WORK REQUEST: All lines of the records below that contain the word "carried" must be listed.

DATA IN THIS EXERCISE:

_____

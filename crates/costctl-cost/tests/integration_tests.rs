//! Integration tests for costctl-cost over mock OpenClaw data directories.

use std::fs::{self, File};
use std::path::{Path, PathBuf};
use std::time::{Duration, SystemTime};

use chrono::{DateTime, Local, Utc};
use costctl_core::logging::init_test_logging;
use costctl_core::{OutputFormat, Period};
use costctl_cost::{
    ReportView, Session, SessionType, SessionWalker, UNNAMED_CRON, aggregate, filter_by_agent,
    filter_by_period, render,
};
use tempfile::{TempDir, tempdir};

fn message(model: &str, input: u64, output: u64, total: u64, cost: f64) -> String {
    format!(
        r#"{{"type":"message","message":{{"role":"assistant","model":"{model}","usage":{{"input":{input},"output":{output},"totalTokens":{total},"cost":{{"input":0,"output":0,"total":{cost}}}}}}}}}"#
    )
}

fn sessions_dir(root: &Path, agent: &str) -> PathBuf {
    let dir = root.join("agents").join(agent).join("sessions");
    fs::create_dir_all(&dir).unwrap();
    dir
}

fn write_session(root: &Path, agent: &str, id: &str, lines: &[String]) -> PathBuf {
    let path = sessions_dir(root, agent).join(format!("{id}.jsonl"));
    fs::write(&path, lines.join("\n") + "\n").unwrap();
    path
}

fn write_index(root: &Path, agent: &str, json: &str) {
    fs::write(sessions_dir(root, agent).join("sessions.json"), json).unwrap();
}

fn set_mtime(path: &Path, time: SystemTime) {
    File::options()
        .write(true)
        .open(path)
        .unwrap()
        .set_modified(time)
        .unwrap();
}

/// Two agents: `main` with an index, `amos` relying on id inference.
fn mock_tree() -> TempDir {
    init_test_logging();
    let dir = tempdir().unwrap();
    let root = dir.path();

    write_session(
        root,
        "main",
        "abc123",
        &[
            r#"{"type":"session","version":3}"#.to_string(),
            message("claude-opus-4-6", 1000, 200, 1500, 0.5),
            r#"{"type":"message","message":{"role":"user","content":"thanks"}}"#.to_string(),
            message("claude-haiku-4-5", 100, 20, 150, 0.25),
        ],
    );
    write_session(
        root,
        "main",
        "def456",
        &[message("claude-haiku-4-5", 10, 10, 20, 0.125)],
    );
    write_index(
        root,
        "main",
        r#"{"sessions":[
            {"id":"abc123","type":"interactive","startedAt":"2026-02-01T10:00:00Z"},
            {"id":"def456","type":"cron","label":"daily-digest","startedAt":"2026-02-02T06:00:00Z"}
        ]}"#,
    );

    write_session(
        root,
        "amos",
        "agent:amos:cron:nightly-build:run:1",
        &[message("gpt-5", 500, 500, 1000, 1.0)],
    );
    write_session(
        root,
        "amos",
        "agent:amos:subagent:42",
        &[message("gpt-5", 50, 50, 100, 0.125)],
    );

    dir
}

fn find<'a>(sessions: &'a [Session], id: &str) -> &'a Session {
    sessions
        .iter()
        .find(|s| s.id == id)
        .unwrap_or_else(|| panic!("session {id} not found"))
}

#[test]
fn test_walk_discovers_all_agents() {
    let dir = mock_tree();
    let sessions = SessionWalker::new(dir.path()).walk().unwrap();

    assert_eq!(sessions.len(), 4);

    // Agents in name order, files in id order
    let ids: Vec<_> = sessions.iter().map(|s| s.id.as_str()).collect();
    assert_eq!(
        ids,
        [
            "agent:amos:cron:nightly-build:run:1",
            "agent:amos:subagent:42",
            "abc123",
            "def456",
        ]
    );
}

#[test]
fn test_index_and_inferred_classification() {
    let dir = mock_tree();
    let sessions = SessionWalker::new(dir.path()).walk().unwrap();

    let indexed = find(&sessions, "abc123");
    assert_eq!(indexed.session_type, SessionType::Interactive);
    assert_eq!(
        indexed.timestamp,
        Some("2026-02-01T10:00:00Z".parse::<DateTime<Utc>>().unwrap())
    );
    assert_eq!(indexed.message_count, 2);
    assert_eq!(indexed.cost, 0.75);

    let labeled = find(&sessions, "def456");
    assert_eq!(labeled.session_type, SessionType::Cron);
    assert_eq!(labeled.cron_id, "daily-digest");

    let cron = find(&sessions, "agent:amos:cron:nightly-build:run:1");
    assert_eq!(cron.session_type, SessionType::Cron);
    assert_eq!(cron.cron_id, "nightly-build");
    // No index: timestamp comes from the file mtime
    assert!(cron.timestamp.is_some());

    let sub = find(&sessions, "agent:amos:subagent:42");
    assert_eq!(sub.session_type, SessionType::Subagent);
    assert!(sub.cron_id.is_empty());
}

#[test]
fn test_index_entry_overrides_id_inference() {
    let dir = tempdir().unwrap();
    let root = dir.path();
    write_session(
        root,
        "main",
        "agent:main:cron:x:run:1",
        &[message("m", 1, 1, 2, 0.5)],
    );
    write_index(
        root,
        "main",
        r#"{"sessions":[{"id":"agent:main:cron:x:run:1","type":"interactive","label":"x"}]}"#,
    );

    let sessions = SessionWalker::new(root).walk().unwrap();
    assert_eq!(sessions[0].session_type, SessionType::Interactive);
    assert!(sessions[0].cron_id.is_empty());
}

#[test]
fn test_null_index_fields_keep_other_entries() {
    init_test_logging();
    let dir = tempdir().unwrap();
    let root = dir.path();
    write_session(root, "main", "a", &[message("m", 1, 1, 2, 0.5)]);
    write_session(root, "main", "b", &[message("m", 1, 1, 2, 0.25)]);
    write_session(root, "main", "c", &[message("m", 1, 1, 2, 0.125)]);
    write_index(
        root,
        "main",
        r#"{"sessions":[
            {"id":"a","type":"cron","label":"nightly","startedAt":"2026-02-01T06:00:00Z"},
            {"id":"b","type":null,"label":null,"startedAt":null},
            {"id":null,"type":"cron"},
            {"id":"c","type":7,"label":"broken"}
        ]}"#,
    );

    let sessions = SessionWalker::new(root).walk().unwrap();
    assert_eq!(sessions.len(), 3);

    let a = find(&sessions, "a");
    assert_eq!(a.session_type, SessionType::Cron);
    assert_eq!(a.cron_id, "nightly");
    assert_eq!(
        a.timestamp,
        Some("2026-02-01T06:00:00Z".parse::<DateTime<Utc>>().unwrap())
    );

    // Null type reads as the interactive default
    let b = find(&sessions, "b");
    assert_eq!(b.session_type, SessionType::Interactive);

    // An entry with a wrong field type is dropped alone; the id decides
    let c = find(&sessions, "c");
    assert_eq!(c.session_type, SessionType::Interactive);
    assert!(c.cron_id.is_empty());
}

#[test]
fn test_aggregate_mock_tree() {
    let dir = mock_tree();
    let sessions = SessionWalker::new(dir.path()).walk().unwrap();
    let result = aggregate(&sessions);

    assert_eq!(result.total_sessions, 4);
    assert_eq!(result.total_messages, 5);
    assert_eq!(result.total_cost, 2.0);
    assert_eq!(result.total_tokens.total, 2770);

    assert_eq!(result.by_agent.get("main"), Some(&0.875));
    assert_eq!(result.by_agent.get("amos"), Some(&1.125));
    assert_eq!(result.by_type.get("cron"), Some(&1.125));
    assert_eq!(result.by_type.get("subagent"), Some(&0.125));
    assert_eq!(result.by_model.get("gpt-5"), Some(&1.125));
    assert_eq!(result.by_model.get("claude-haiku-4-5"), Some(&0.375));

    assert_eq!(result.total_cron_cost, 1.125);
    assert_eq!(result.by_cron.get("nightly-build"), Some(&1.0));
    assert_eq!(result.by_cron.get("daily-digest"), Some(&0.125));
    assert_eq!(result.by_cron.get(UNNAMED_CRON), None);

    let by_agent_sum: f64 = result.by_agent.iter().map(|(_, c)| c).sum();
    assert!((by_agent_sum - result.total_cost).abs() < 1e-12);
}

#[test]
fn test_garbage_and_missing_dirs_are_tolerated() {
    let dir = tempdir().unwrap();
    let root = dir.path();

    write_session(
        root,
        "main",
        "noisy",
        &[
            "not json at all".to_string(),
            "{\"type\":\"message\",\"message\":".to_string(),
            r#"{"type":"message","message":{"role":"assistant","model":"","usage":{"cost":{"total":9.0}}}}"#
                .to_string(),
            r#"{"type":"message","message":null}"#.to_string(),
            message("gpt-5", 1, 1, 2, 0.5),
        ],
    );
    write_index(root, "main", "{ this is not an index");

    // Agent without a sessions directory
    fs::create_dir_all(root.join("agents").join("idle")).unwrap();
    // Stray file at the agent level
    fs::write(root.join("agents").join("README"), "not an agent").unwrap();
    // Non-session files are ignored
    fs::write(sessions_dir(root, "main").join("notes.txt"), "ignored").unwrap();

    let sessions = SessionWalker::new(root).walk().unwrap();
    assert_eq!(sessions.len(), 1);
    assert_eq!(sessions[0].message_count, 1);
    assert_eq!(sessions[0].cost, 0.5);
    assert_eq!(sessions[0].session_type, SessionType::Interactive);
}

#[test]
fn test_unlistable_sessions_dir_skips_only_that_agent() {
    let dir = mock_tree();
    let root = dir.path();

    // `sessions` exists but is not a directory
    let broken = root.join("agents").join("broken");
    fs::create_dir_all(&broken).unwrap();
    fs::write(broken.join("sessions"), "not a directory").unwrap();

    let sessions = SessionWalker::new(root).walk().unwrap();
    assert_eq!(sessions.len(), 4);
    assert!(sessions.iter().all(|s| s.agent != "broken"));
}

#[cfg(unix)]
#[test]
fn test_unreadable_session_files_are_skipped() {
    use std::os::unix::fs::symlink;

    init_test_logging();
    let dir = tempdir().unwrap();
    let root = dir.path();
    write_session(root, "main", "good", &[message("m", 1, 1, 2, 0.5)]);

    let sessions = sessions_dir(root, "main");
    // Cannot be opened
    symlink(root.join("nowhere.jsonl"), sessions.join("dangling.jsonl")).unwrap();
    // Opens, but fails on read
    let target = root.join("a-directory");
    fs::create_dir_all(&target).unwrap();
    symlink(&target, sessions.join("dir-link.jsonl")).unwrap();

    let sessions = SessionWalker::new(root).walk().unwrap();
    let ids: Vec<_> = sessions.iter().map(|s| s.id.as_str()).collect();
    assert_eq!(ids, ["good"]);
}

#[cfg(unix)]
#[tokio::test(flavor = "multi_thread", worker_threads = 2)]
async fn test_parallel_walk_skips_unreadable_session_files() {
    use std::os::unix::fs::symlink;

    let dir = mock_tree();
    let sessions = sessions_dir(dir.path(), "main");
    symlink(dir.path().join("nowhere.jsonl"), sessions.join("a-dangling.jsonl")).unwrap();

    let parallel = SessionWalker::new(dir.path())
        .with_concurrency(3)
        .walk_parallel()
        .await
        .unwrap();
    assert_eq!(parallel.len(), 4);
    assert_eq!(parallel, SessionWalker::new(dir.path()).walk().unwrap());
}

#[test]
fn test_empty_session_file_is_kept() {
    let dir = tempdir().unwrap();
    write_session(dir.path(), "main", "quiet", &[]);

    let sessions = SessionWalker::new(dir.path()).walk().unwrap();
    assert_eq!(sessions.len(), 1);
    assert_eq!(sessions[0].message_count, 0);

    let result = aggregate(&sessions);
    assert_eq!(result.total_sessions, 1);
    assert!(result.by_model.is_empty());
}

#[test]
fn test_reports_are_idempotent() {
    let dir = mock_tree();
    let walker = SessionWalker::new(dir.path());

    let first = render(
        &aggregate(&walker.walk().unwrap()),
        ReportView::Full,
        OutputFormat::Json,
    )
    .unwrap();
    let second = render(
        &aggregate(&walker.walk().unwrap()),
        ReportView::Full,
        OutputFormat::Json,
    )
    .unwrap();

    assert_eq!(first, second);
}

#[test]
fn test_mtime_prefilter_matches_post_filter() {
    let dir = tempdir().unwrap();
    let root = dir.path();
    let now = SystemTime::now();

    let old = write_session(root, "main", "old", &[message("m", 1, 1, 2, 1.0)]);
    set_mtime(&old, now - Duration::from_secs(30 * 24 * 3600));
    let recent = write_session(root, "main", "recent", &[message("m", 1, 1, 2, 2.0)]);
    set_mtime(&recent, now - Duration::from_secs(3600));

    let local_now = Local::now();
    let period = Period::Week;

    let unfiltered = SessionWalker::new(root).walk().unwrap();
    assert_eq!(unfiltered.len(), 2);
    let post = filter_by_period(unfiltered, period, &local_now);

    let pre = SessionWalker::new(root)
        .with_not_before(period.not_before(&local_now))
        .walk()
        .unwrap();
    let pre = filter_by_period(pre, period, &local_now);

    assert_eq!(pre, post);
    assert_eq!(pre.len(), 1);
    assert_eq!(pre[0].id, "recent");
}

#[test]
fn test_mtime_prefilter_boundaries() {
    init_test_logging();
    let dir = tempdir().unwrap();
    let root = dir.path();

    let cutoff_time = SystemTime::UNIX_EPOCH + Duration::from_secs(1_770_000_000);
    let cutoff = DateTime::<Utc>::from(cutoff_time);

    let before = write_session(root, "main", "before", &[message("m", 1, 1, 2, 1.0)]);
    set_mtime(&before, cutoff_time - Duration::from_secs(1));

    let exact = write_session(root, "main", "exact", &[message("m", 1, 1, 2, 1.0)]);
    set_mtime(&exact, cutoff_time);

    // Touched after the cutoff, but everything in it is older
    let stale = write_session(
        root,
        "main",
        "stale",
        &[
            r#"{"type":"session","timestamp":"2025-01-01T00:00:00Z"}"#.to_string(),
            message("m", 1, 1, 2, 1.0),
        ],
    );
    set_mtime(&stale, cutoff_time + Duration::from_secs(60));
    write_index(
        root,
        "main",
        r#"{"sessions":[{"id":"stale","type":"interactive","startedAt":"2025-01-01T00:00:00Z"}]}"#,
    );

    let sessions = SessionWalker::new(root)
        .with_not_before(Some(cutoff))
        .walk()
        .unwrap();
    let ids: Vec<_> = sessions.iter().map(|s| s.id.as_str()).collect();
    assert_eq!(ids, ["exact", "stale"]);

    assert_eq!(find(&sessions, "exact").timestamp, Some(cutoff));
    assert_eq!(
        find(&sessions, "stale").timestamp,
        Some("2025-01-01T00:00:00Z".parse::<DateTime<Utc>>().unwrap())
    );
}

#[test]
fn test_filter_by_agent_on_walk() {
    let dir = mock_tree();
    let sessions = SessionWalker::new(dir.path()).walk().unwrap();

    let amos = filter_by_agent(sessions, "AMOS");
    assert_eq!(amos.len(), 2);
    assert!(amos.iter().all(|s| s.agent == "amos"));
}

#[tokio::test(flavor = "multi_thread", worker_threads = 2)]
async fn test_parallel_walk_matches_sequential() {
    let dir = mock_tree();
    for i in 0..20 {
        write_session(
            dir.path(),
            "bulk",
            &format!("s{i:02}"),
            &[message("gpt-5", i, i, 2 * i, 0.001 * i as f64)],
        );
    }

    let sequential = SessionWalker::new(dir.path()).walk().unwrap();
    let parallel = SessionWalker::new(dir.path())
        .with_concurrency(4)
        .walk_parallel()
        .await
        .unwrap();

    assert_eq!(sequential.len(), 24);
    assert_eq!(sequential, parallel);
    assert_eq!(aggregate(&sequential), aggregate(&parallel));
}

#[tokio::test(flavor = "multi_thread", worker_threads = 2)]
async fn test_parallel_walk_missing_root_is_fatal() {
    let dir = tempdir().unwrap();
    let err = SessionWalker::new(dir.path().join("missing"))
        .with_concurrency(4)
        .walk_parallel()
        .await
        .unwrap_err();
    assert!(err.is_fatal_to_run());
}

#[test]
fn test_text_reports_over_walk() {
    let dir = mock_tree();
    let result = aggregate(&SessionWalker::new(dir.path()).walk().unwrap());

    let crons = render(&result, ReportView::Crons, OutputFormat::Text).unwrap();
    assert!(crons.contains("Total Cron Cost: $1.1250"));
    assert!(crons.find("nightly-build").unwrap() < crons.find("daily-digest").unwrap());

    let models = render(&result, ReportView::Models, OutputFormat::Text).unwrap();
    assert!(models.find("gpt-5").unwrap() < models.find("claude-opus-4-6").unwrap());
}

_____

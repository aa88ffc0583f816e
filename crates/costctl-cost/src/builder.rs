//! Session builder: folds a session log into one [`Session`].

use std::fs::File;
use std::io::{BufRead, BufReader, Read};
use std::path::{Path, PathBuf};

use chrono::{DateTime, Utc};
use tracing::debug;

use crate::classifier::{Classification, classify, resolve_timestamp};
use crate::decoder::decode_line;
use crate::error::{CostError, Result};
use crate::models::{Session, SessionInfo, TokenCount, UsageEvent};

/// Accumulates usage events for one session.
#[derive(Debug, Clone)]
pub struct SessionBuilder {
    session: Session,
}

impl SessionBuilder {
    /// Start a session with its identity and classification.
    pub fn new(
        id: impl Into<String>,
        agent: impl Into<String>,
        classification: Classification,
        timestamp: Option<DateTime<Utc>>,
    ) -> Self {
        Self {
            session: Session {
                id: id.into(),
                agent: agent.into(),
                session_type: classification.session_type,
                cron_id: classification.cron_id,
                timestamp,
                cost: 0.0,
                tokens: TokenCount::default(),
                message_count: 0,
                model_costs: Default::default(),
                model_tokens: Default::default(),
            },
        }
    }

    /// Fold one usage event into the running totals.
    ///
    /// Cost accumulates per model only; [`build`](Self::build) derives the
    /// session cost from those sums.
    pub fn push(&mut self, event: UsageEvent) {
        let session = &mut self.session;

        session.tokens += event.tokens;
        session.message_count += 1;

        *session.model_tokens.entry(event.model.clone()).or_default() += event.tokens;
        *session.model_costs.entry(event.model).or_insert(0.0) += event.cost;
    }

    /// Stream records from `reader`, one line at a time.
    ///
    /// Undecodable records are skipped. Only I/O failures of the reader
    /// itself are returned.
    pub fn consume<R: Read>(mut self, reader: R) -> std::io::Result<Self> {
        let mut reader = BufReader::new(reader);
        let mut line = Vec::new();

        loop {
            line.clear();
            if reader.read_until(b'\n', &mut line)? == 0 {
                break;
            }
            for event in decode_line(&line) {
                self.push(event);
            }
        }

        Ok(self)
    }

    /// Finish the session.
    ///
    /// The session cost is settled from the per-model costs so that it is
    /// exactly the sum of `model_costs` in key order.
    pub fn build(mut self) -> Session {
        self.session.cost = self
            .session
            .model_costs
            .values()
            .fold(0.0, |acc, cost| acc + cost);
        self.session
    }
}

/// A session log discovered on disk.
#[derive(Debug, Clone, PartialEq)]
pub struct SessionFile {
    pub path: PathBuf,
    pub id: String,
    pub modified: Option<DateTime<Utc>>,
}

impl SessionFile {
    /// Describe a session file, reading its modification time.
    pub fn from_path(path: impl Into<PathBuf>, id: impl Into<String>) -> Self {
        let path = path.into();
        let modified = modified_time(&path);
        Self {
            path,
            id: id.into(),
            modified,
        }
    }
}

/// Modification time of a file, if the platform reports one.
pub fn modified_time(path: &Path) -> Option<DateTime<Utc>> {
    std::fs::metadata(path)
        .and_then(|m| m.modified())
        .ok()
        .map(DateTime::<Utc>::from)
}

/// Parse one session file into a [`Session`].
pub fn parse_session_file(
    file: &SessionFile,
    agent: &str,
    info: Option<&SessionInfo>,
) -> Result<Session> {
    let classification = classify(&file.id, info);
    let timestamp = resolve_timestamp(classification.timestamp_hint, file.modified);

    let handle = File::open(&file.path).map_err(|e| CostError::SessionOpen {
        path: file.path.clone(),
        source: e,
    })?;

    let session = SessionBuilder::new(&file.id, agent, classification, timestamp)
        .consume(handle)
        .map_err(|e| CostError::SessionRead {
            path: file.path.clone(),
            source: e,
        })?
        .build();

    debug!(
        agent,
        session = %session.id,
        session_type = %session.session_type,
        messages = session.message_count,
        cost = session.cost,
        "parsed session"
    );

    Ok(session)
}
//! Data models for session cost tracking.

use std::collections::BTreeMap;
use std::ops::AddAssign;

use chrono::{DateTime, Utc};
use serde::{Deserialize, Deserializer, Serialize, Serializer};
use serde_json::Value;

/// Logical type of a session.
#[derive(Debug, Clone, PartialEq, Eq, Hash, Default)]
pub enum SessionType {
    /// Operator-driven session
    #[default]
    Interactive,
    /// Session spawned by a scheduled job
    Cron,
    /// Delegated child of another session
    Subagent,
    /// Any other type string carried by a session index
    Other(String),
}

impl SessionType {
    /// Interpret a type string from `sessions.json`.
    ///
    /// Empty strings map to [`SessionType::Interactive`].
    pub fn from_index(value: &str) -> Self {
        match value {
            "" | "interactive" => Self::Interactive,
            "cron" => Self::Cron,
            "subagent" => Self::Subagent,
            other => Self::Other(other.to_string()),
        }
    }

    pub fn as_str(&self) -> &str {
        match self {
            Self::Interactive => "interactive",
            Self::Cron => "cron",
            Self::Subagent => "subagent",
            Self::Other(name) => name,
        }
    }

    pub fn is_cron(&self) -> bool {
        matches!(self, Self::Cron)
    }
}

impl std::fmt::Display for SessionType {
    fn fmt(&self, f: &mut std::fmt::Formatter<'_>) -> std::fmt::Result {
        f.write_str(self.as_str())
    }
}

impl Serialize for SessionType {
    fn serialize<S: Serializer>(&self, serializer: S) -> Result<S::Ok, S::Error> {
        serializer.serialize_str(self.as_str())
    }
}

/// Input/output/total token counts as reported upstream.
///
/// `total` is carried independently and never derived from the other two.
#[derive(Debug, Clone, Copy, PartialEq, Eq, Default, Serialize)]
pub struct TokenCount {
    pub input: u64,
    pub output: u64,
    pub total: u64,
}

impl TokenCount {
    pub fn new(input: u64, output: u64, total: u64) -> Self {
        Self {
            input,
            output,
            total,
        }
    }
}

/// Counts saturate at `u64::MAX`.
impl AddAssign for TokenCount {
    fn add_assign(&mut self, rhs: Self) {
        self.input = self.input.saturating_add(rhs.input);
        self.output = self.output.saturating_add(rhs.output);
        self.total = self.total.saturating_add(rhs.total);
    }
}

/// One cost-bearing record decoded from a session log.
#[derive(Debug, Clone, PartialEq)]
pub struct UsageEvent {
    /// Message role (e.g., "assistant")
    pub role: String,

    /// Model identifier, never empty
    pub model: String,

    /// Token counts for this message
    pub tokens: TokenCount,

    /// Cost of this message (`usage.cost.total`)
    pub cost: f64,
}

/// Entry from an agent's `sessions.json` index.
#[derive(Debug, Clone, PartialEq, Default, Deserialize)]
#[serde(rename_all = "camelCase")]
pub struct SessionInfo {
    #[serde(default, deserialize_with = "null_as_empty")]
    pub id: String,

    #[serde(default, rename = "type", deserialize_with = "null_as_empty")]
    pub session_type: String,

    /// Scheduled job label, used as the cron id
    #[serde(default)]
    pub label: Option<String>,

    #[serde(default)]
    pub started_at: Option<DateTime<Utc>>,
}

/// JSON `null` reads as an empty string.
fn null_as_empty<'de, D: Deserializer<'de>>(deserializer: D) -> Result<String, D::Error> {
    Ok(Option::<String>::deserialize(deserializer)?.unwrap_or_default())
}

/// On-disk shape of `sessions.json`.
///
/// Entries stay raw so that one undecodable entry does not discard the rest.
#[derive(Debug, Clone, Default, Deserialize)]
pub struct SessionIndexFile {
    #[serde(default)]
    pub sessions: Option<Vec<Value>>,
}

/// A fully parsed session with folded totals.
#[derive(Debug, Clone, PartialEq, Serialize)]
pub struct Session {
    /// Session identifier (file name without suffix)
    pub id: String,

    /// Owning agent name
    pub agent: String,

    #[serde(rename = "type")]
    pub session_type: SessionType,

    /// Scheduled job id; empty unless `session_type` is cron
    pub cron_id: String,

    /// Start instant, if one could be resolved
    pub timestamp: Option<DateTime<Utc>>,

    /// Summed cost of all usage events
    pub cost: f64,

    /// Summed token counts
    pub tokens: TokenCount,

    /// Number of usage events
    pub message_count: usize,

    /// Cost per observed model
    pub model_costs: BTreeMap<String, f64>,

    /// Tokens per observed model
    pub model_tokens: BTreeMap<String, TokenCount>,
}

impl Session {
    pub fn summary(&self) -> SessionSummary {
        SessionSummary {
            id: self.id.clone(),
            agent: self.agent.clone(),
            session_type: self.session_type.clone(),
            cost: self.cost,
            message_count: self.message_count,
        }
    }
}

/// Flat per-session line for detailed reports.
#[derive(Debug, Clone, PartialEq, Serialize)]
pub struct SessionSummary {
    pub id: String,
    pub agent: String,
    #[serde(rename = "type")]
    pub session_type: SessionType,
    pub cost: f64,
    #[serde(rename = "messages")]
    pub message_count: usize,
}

_____

RESPONSE BOX:
    /// Any other type string carried by a session index
/// `total` is carried independently and never derived from the other two.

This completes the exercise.